Problem details: Number of lines below with "output": work it out and reply with that number only.

Information:
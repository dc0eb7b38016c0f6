//! `config` subcommands. These never touch the service.

use stalink_config::{Config, MqttSection};

use crate::cli::{ConfigArgs, ConfigCommand, GlobalOpts};
use crate::error::CliError;
use crate::output;

pub fn handle(args: ConfigArgs, global: &GlobalOpts) -> Result<(), CliError> {
    let path = global.config.clone().unwrap_or_else(stalink_config::config_path);

    match args.command {
        ConfigCommand::Path => {
            output::print_output(&path.display().to_string(), global.quiet);
            Ok(())
        }

        ConfigCommand::Show => {
            let mut cfg = stalink_config::load_config_from(&path)?;
            if let Some(password) = cfg.mqtt.as_mut().and_then(|m| m.password.as_mut()) {
                *password = "********".into();
            }
            output::print_output(toml::to_string_pretty(&cfg)?.trim_end(), global.quiet);
            Ok(())
        }

        ConfigCommand::Init {
            endpoint,
            mqtt_host,
            mqtt_port,
        } => {
            let cfg = Config {
                endpoint: Some(endpoint),
                mqtt: mqtt_host.map(|host| MqttSection {
                    port: mqtt_port,
                    ..MqttSection::new(host)
                }),
                ..Config::default()
            };
            // Validates the endpoint URL.
            cfg.service_builder()?;

            stalink_config::save_config_to(&cfg, &path)?;
            if !global.quiet {
                eprintln!("Wrote {}", path.display());
            }
            Ok(())
        }
    }
}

Exercise answer: 3